Using the line that contains "fn raw_values(matches: &ArgMatches, id: &str)" as the first line and the last line of the data as the final one, give every line in that range again exactly.

= Beginning of Section =

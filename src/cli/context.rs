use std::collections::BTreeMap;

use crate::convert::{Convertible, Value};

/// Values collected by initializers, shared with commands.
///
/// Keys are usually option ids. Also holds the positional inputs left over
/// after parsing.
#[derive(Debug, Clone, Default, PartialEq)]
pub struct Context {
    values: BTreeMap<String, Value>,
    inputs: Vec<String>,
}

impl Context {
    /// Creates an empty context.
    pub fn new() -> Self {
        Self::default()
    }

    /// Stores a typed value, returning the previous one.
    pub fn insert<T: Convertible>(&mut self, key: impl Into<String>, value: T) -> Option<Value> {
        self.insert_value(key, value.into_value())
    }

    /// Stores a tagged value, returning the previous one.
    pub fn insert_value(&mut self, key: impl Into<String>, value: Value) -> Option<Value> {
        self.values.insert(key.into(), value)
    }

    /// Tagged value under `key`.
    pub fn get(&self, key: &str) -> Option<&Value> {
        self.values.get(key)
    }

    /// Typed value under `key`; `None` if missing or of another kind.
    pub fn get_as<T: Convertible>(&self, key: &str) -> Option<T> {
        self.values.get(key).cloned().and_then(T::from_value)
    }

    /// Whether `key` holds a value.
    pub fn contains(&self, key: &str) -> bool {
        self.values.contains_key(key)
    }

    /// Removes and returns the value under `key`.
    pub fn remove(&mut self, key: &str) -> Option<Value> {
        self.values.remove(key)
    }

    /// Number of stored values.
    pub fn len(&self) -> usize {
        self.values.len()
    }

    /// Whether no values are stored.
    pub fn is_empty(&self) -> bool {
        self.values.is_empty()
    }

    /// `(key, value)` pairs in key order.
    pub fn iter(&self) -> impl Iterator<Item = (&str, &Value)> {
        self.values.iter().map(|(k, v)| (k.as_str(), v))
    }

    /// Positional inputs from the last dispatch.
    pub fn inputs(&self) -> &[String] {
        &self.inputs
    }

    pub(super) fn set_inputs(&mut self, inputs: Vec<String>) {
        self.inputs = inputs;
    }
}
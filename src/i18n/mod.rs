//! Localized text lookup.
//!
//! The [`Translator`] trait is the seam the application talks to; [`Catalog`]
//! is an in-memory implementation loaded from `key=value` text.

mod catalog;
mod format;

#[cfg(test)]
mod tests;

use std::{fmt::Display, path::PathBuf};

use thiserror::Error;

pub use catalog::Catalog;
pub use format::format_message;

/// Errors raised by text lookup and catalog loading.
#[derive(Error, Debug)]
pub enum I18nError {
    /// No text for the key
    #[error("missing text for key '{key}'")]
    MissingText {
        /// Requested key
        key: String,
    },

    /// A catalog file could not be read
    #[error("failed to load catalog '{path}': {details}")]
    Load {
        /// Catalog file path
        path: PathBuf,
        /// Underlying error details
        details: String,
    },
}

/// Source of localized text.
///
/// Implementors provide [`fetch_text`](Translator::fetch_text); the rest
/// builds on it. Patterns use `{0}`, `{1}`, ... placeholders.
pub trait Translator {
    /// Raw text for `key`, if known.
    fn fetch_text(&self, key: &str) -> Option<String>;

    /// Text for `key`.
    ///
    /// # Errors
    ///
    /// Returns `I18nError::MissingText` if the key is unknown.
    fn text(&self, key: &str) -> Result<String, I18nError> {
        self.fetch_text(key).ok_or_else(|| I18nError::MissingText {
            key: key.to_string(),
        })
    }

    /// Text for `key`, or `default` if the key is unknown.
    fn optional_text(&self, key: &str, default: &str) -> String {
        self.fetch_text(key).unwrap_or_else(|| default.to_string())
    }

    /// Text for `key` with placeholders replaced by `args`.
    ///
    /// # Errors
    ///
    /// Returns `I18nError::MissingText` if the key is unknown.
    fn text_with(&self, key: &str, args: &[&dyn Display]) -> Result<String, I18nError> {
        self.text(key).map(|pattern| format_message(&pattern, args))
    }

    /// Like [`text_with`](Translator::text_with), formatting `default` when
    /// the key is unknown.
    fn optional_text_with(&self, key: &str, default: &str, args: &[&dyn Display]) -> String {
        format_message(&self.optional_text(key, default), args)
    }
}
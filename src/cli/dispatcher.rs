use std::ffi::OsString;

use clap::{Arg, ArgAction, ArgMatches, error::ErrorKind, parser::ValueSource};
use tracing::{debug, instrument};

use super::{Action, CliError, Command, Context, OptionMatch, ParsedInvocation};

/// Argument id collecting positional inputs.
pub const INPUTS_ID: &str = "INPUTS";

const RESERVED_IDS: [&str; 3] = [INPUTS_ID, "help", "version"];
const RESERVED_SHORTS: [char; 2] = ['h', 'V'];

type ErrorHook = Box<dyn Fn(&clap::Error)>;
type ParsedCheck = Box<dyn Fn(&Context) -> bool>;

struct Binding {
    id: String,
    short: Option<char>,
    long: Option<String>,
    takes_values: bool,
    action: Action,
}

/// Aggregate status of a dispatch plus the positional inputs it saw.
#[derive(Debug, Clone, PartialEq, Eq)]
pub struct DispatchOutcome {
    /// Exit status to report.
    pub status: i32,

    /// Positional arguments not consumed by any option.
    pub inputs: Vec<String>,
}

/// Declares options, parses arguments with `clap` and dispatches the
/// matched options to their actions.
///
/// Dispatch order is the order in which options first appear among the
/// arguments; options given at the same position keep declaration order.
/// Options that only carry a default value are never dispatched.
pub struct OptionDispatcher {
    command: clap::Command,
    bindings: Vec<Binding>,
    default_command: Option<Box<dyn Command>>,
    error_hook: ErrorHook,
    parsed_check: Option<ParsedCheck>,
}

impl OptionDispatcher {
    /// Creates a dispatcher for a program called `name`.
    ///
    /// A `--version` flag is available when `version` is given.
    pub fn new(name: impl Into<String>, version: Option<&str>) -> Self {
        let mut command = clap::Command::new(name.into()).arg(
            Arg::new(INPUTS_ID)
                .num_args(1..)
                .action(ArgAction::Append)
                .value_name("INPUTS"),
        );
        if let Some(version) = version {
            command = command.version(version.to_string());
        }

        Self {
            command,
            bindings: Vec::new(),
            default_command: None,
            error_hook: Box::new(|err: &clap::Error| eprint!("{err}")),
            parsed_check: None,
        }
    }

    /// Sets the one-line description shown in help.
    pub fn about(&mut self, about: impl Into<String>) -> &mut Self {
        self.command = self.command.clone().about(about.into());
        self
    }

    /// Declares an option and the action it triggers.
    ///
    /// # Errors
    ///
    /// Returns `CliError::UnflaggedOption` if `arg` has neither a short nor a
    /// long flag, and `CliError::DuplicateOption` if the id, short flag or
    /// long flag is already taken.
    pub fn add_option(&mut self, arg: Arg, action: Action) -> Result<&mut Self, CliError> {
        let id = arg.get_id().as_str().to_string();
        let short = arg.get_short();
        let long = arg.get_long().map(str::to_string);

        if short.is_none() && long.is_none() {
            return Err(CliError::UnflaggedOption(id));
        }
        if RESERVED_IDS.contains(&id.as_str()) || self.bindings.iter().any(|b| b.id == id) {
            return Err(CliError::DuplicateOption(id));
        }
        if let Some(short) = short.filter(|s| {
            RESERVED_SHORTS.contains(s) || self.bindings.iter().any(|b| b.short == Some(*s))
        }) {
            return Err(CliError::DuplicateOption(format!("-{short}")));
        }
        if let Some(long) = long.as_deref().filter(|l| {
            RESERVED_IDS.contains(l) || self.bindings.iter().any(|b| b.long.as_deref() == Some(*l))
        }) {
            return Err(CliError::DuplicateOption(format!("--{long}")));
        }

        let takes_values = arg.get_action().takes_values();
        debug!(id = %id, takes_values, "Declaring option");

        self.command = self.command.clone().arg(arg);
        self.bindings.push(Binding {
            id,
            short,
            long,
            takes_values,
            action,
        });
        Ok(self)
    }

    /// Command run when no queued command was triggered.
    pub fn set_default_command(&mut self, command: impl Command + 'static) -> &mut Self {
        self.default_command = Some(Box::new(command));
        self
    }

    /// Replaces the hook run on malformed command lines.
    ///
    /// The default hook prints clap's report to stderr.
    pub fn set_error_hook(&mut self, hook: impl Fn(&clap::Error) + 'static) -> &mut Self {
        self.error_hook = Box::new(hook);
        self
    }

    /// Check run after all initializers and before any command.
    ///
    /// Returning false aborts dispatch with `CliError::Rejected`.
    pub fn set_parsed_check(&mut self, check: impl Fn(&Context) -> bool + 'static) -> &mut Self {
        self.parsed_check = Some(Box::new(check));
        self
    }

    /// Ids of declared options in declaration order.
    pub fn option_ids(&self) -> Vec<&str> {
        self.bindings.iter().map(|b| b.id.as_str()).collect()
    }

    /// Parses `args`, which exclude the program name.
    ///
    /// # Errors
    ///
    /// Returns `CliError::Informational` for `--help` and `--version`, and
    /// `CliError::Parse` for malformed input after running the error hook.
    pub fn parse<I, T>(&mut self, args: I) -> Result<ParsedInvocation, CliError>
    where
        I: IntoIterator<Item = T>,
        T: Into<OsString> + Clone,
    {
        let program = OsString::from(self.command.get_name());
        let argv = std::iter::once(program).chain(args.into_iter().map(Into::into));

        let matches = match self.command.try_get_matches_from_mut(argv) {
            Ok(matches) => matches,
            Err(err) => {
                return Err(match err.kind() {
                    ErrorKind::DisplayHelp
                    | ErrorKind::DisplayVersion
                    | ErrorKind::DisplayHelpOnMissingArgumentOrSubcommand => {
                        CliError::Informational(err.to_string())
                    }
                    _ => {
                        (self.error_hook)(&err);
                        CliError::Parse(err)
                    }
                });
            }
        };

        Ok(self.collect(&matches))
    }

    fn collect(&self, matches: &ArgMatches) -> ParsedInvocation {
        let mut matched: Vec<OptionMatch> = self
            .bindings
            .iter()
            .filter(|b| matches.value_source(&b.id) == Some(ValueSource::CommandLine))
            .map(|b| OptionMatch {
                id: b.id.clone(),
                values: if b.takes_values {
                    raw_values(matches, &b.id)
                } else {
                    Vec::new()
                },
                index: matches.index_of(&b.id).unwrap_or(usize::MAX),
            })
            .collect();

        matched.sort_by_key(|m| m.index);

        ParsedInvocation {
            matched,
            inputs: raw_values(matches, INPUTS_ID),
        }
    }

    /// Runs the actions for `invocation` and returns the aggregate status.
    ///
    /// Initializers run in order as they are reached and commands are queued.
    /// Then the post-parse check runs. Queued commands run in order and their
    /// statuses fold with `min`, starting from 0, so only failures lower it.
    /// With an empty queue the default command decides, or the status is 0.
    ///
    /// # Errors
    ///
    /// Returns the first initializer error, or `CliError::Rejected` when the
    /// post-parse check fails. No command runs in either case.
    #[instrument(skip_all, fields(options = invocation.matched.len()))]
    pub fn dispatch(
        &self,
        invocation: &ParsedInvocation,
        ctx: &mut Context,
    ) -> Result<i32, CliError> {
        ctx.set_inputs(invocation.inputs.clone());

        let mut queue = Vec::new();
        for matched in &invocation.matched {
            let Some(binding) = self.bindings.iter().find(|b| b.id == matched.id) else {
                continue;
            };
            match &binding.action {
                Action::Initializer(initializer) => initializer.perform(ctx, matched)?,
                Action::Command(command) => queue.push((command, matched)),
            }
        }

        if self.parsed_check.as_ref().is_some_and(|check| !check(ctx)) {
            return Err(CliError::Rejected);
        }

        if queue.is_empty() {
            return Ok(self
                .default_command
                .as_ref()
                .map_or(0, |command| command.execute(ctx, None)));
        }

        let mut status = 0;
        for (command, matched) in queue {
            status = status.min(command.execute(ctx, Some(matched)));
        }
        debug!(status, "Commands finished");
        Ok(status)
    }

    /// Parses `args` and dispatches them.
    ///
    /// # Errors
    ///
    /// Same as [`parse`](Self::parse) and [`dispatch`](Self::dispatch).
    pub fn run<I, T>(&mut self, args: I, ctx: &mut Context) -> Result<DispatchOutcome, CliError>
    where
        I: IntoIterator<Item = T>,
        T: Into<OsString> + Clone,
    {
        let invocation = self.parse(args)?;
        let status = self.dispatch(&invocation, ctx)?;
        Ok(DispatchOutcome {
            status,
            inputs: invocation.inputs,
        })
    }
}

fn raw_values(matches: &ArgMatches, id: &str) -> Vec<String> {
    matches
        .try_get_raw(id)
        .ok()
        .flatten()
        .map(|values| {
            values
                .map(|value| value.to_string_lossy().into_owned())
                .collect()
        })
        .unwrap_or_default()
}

= End of Section =

_Expected answer_
fn raw_values(matches: &ArgMatches, id: &str) -> Vec<String> {
    matches
        .try_get_raw(id)
        .ok()
        .flatten()
        .map(|values| {
            values
                .map(|value| value.to_string_lossy().into_owned())
                .collect()
        })
        .unwrap_or_default()
}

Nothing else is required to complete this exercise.